• _TASK BRIEF_: Exactly the lines starting at the line containing "-> Result<Json<BatchStatus>, ApiError>" and ending at the line containing "if let Some(ref task_id)" are to be written out from the listing below, both included.
• • • • • • •
//! Batch API handlers.

use axum::{
    extract::{Path, Query, State},
    http::StatusCode,
    Json,
};
use serde::{Deserialize, Serialize};
use std::sync::Arc;
use tracing::info;

use cartpilot_core::{
    AccountRange, BatchConfig, BatchError, BatchId, BatchStatus, Event, EventFilter, EventKind,
    EventLevel, StopAck, TaskId, TaskResult,
};

use crate::state::AppState;

/// Maximum allowed limit for event queries
const MAX_LIMIT: i64 = 1000;

/// Default limit for event queries
const DEFAULT_LIMIT: i64 = 100;

// ============================================================================
// Request/Response Types
// ============================================================================

/// Request body for starting a batch
#[derive(Debug, Deserialize)]
pub struct StartBatchBody {
    /// First account number, inclusive
    pub range_start: u64,
    /// Last account number, inclusive
    pub range_end: u64,
    #[serde(flatten)]
    pub config: BatchConfig,
}

#[derive(Debug, Serialize)]
pub struct StartBatchResponse {
    pub batch_id: BatchId,
}

/// Query parameters for the event history
#[derive(Debug, Deserialize)]
pub struct ListEventsParams {
    pub task_id: Option<String>,
    pub kind: Option<String>,
    /// Lowest level to include: debug, info, warn or error
    pub level: Option<String>,
    pub limit: Option<i64>,
    pub offset: Option<i64>,
}

#[derive(Debug, Serialize)]
pub struct ListEventsResponse {
    pub events: Vec<Event>,
    pub total: i64,
    pub limit: i64,
    pub offset: i64,
}

#[derive(Debug, Serialize)]
pub struct ListBatchesResponse {
    pub batches: Vec<BatchStatus>,
}

#[derive(Debug, Serialize)]
pub struct StopAllResponse {
    pub acknowledged: bool,
    /// Batches that were running and are now stopping.
    pub stopped: usize,
}

/// Error response
#[derive(Debug, Serialize)]
pub struct BatchErrorResponse {
    pub error: String,
}

type ApiError = (StatusCode, Json<BatchErrorResponse>);

fn error_response(status: StatusCode, error: impl Into<String>) -> ApiError {
    (
        status,
        Json(BatchErrorResponse {
            error: error.into(),
        }),
    )
}

fn batch_error(e: BatchError) -> ApiError {
    let status = match &e {
        BatchError::Validation(_) => StatusCode::BAD_REQUEST,
        BatchError::NotFound(_) => StatusCode::NOT_FOUND,
        BatchError::Store(_) => StatusCode::INTERNAL_SERVER_ERROR,
    };
    error_response(status, e.to_string())
}

fn parse_batch_id(id: &str) -> Result<BatchId, ApiError> {
    id.parse()
        .map_err(|_| error_response(StatusCode::BAD_REQUEST, format!("Invalid batch id: {}", id)))
}

// ============================================================================
// Handlers
// ============================================================================

/// Start a batch over an account range
pub async fn start_batch(
    State(state): State<Arc<AppState>>,
    Json(body): Json<StartBatchBody>,
) -> Result<(StatusCode, Json<StartBatchResponse>), ApiError> {
    let range = AccountRange::new(body.range_start, body.range_end);
    let batch_id = state
        .controller()
        .start(range, body.config)
        .await
        .map_err(batch_error)?;

    Ok((StatusCode::CREATED, Json(StartBatchResponse { batch_id })))
}

/// List batches started by this process
pub async fn list_batches(State(state): State<Arc<AppState>>) -> Json<ListBatchesResponse> {
    Json(ListBatchesResponse {
        batches: state.controller().list().await,
    })
}

/// Get the status of a batch
pub async fn get_batch(
    State(state): State<Arc<AppState>>,
    Path(id): Path<String>,
) -> Result<Json<BatchStatus>, ApiError> {
    let id = parse_batch_id(&id)?;
    state
        .controller()
        .status(&id)
        .await
        .map(Json)
        .map_err(batch_error)
}

/// Get the finished task outcomes of a batch
pub async fn get_results(
    State(state): State<Arc<AppState>>,
    Path(id): Path<String>,
) -> Result<Json<Vec<TaskResult>>, ApiError> {
    let id = parse_batch_id(&id)?;
    state
        .controller()
        .results(&id)
        .await
        .map(Json)
        .map_err(batch_error)
}

/// Event history of a batch, from the event log
pub async fn list_events(
    State(state): State<Arc<AppState>>,
    Path(id): Path<String>,
    Query(params): Query<ListEventsParams>,
) -> Result<Json<ListEventsResponse>, ApiError> {
    let id = parse_batch_id(&id)?;
    let limit = params.limit.unwrap_or(DEFAULT_LIMIT).clamp(1, MAX_LIMIT);
    let offset = params.offset.unwrap_or(0).max(0);

    let mut filter = EventFilter::new()
        .with_batch_id(id)
        .with_limit(limit)
        .with_offset(offset);

    if let Some(ref task_id) = params.task_id {
        let task_id: TaskId = task_id.parse().map_err(|_| {
            error_response(
                StatusCode::BAD_REQUEST,
                format!("Invalid task id: {}", task_id),
            )
        })?;
        filter = filter.with_task_id(task_id);
    }

    if let Some(ref kind) = params.kind {
        let kind = EventKind::parse(kind).ok_or_else(|| {
            error_response(StatusCode::BAD_REQUEST, format!("Unknown event kind: {}", kind))
        })?;
        filter = filter.with_kind(kind);
    }

    if let Some(ref level) = params.level {
        let level = EventLevel::parse(level).ok_or_else(|| {
            error_response(StatusCode::BAD_REQUEST, format!("Unknown level: {}", level))
        })?;
        filter = filter.with_min_level(level);
    }

    let store = state.run_store();
    let events = store
        .query_events(&filter)
        .map_err(|e| error_response(StatusCode::INTERNAL_SERVER_ERROR, e.to_string()))?;

    // Get total count (without pagination)
    let count_filter = EventFilter {
        limit: i64::MAX,
        offset: 0,
        ..filter.clone()
    };
    let total = store
        .count_events(&count_filter)
        .map_err(|e| error_response(StatusCode::INTERNAL_SERVER_ERROR, e.to_string()))?;

    Ok(Json(ListEventsResponse {
        events,
        total,
        limit,
        offset,
    }))
}

/// Request a cooperative stop of one batch
pub async fn stop_batch(
    State(state): State<Arc<AppState>>,
    Path(id): Path<String>,
) -> Result<Json<StopAck>, ApiError> {
    let id = parse_batch_id(&id)?;
    state
        .controller()
        .stop(&id)
        .await
        .map(Json)
        .map_err(batch_error)
}

/// Stop every running batch
pub async fn stop_all(State(state): State<Arc<AppState>>) -> Json<StopAllResponse> {
    let stopped = state.controller().stop_all().await;
    info!(stopped, "Stop requested for all running batches");
    Json(StopAllResponse {
        acknowledged: true,
        stopped,
    })
}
• • • • • • •
• _RESPONSE TO THIS EXERCISE_:
) -> Result<Json<BatchStatus>, ApiError> {
    let id = parse_batch_id(&id)?;
    state
        .controller()
        .status(&id)
        .await
        .map(Json)
        .map_err(batch_error)
}

/// Get the finished task outcomes of a batch
pub async fn get_results(
    State(state): State<Arc<AppState>>,
    Path(id): Path<String>,
) -> Result<Json<Vec<TaskResult>>, ApiError> {
    let id = parse_batch_id(&id)?;
    state
        .controller()
        .results(&id)
        .await
        .map(Json)
        .map_err(batch_error)
}

/// Event history of a batch, from the event log
pub async fn list_events(
    State(state): State<Arc<AppState>>,
    Path(id): Path<String>,
    Query(params): Query<ListEventsParams>,
) -> Result<Json<ListEventsResponse>, ApiError> {
    let id = parse_batch_id(&id)?;
    let limit = params.limit.unwrap_or(DEFAULT_LIMIT).clamp(1, MAX_LIMIT);
    let offset = params.offset.unwrap_or(0).max(0);

    let mut filter = EventFilter::new()
        .with_batch_id(id)
        .with_limit(limit)
        .with_offset(offset);

    if let Some(ref task_id) = params.task_id {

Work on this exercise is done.